» **Collected data entries**
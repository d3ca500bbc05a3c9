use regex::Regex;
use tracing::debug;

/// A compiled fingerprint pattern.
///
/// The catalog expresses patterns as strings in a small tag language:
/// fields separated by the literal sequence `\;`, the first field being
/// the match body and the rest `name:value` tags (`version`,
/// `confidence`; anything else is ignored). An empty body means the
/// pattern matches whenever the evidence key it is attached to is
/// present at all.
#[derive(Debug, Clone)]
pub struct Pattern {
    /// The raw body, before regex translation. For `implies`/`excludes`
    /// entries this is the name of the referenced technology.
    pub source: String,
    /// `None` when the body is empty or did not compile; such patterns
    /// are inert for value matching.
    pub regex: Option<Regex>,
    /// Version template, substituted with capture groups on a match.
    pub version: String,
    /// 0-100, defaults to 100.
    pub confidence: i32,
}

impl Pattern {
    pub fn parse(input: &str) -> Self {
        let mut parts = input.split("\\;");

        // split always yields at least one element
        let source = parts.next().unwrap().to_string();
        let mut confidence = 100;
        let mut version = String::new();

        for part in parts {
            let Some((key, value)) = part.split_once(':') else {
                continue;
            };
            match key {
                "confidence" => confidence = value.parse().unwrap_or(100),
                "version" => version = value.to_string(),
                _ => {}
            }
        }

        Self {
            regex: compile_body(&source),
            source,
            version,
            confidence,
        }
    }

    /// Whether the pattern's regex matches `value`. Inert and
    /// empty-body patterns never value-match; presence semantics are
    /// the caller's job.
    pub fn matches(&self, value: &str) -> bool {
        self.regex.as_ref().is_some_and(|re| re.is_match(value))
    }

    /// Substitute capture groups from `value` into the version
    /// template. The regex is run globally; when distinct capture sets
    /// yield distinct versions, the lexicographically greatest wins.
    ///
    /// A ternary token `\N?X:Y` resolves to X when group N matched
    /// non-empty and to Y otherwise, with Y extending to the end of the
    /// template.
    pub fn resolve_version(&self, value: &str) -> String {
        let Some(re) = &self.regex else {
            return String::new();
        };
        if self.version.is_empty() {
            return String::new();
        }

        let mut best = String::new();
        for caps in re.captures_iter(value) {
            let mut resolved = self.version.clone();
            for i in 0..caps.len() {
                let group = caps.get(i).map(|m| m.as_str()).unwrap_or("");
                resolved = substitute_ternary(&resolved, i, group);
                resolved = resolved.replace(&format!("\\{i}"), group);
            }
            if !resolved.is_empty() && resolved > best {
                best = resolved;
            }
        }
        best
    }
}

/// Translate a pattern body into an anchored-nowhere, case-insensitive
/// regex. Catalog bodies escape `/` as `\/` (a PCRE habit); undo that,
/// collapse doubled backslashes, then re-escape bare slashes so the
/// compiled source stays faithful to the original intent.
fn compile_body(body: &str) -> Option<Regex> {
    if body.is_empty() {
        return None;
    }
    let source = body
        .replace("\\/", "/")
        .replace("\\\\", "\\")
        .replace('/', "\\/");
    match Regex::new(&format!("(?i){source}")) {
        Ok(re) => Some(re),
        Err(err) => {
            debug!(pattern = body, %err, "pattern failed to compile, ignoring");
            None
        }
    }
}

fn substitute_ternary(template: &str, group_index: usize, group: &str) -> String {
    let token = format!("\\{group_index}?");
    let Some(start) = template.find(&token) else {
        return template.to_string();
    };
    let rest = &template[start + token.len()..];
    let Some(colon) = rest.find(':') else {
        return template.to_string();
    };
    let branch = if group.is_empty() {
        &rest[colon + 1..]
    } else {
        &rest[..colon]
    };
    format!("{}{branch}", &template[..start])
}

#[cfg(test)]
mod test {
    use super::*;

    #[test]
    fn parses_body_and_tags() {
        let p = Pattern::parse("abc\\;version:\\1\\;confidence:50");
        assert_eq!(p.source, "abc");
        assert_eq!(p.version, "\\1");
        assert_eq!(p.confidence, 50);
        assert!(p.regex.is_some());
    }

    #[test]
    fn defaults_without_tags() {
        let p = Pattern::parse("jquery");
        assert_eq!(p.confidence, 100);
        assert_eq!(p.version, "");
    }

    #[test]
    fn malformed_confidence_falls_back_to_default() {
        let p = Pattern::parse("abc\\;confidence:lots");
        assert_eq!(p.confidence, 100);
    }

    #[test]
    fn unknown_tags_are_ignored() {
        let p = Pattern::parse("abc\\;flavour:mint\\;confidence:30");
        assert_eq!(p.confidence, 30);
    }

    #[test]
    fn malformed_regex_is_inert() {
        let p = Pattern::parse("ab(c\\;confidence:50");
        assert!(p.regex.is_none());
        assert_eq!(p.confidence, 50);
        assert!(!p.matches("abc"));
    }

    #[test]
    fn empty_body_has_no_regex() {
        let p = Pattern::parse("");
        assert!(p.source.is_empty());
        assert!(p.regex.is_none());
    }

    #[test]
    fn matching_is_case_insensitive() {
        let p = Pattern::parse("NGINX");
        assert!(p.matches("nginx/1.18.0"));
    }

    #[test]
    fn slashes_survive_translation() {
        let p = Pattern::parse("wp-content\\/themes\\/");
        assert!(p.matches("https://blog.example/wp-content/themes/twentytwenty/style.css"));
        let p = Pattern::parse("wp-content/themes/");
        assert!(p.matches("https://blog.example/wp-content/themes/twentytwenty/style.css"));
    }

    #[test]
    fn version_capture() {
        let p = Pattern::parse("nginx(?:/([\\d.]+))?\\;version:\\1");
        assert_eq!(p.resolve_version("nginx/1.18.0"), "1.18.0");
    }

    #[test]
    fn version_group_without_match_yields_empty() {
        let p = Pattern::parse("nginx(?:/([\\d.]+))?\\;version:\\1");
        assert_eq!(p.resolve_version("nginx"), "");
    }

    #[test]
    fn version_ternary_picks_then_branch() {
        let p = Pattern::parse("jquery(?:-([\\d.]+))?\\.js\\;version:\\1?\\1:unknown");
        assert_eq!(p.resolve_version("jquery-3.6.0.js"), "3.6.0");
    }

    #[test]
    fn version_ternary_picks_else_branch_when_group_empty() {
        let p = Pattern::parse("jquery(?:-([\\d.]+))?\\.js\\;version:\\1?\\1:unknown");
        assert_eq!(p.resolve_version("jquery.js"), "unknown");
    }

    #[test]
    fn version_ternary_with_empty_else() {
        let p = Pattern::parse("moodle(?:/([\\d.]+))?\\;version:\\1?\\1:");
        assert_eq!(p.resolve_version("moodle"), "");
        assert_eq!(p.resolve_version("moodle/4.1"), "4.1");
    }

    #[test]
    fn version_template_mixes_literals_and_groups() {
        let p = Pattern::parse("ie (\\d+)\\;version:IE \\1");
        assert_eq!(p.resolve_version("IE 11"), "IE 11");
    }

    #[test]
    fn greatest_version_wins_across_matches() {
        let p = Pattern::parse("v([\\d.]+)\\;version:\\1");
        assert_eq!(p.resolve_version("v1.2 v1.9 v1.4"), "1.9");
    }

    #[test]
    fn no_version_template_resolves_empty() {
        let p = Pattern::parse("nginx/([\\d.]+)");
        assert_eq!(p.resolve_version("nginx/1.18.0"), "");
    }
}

» **Aim of the task**
Output all of the records, keeping every word exact.

» **Response box**
repository d3ca500bbc05a3c9
use regex::Regex;
use tracing::debug;

/// A compiled fingerprint pattern.
///
/// The catalog expresses patterns as strings in a small tag language:
/// fields separated by the literal sequence `\;`, the first field being
/// the match body and the rest `name:value` tags (`version`,
/// `confidence`; anything else is ignored). An empty body means the
/// pattern matches whenever the evidence key it is attached to is
/// present at all.
#[derive(Debug, Clone)]
pub struct Pattern {
    /// The raw body, before regex translation. For `implies`/`excludes`
    /// entries this is the name of the referenced technology.
    pub source: String,
    /// `None` when the body is empty or did not compile; such patterns
    /// are inert for value matching.
    pub regex: Option<Regex>,
    /// Version template, substituted with capture groups on a match.
    pub version: String,
    /// 0-100, defaults to 100.
    pub confidence: i32,
}

impl Pattern {
    pub fn parse(input: &str) -> Self {
        let mut parts = input.split("\\;");

        // split always yields at least one element
        let source = parts.next().unwrap().to_string();
        let mut confidence = 100;
        let mut version = String::new();

        for part in parts {
            let Some((key, value)) = part.split_once(':') else {
                continue;
            };
            match key {
                "confidence" => confidence = value.parse().unwrap_or(100),
                "version" => version = value.to_string(),
                _ => {}
            }
        }

        Self {
            regex: compile_body(&source),
            source,
            version,
            confidence,
        }
    }

    /// Whether the pattern's regex matches `value`. Inert and
    /// empty-body patterns never value-match; presence semantics are
    /// the caller's job.
    pub fn matches(&self, value: &str) -> bool {
        self.regex.as_ref().is_some_and(|re| re.is_match(value))
    }

    /// Substitute capture groups from `value` into the version
    /// template. The regex is run globally; when distinct capture sets
    /// yield distinct versions, the lexicographically greatest wins.
    ///
    /// A ternary token `\N?X:Y` resolves to X when group N matched
    /// non-empty and to Y otherwise, with Y extending to the end of the
    /// template.
    pub fn resolve_version(&self, value: &str) -> String {
        let Some(re) = &self.regex else {
            return String::new();
        };
        if self.version.is_empty() {
            return String::new();
        }

        let mut best = String::new();
        for caps in re.captures_iter(value) {
            let mut resolved = self.version.clone();
            for i in 0..caps.len() {
                let group = caps.get(i).map(|m| m.as_str()).unwrap_or("");
                resolved = substitute_ternary(&resolved, i, group);
                resolved = resolved.replace(&format!("\\{i}"), group);
            }
            if !resolved.is_empty() && resolved > best {
                best = resolved;
            }
        }
        best
    }
}

/// Translate a pattern body into an anchored-nowhere, case-insensitive
/// regex. Catalog bodies escape `/` as `\/` (a PCRE habit); undo that,
/// collapse doubled backslashes, then re-escape bare slashes so the
/// compiled source stays faithful to the original intent.
fn compile_body(body: &str) -> Option<Regex> {
    if body.is_empty() {
        return None;
    }
    let source = body
        .replace("\\/", "/")
        .replace("\\\\", "\\")
        .replace('/', "\\/");
    match Regex::new(&format!("(?i){source}")) {
        Ok(re) => Some(re),
        Err(err) => {
            debug!(pattern = body, %err, "pattern failed to compile, ignoring");
            None
        }
    }
}

fn substitute_ternary(template: &str, group_index: usize, group: &str) -> String {
    let token = format!("\\{group_index}?");
    let Some(start) = template.find(&token) else {
        return template.to_string();
    };
    let rest = &template[start + token.len()..];
    let Some(colon) = rest.find(':') else {
        return template.to_string();
    };
    let branch = if group.is_empty() {
        &rest[colon + 1..]
    } else {
        &rest[..colon]
    };
    format!("{}{branch}", &template[..start])
}

#[cfg(test)]
mod test {
    use super::*;

    #[test]
    fn parses_body_and_tags() {
        let p = Pattern::parse("abc\\;version:\\1\\;confidence:50");
        assert_eq!(p.source, "abc");
        assert_eq!(p.version, "\\1");
        assert_eq!(p.confidence, 50);
        assert!(p.regex.is_some());
    }

    #[test]
    fn defaults_without_tags() {
        let p = Pattern::parse("jquery");
        assert_eq!(p.confidence, 100);
        assert_eq!(p.version, "");
    }

    #[test]
    fn malformed_confidence_falls_back_to_default() {
        let p = Pattern::parse("abc\\;confidence:lots");
        assert_eq!(p.confidence, 100);
    }

    #[test]
    fn unknown_tags_are_ignored() {
        let p = Pattern::parse("abc\\;flavour:mint\\;confidence:30");
        assert_eq!(p.confidence, 30);
    }

    #[test]
    fn malformed_regex_is_inert() {
        let p = Pattern::parse("ab(c\\;confidence:50");
        assert!(p.regex.is_none());
        assert_eq!(p.confidence, 50);
        assert!(!p.matches("abc"));
    }

    #[test]
    fn empty_body_has_no_regex() {
        let p = Pattern::parse("");
        assert!(p.source.is_empty());
        assert!(p.regex.is_none());
    }

    #[test]
    fn matching_is_case_insensitive() {
        let p = Pattern::parse("NGINX");
        assert!(p.matches("nginx/1.18.0"));
    }

    #[test]
    fn slashes_survive_translation() {
        let p = Pattern::parse("wp-content\\/themes\\/");
        assert!(p.matches("https://blog.example/wp-content/themes/twentytwenty/style.css"));
        let p = Pattern::parse("wp-content/themes/");
        assert!(p.matches("https://blog.example/wp-content/themes/twentytwenty/style.css"));
    }

    #[test]
    fn version_capture() {
        let p = Pattern::parse("nginx(?:/([\\d.]+))?\\;version:\\1");
        assert_eq!(p.resolve_version("nginx/1.18.0"), "1.18.0");
    }

    #[test]
    fn version_group_without_match_yields_empty() {
        let p = Pattern::parse("nginx(?:/([\\d.]+))?\\;version:\\1");
        assert_eq!(p.resolve_version("nginx"), "");
    }

    #[test]
    fn version_ternary_picks_then_branch() {
        let p = Pattern::parse("jquery(?:-([\\d.]+))?\\.js\\;version:\\1?\\1:unknown");
        assert_eq!(p.resolve_version("jquery-3.6.0.js"), "3.6.0");
    }

    #[test]
    fn version_ternary_picks_else_branch_when_group_empty() {
        let p = Pattern::parse("jquery(?:-([\\d.]+))?\\.js\\;version:\\1?\\1:unknown");
        assert_eq!(p.resolve_version("jquery.js"), "unknown");
    }

    #[test]
    fn version_ternary_with_empty_else() {
        let p = Pattern::parse("moodle(?:/([\\d.]+))?\\;version:\\1?\\1:");
        assert_eq!(p.resolve_version("moodle"), "");
        assert_eq!(p.resolve_version("moodle/4.1"), "4.1");
    }

    #[test]
    fn version_template_mixes_literals_and_groups() {
        let p = Pattern::parse("ie (\\d+)\\;version:IE \\1");
        assert_eq!(p.resolve_version("IE 11"), "IE 11");
    }

    #[test]
    fn greatest_version_wins_across_matches() {
        let p = Pattern::parse("v([\\d.]+)\\;version:\\1");
        assert_eq!(p.resolve_version("v1.2 v1.9 v1.4"), "1.9");
    }

    #[test]
    fn no_version_template_resolves_empty() {
        let p = Pattern::parse("nginx/([\\d.]+)");
        assert_eq!(p.resolve_version("nginx/1.18.0"), "");
    }
}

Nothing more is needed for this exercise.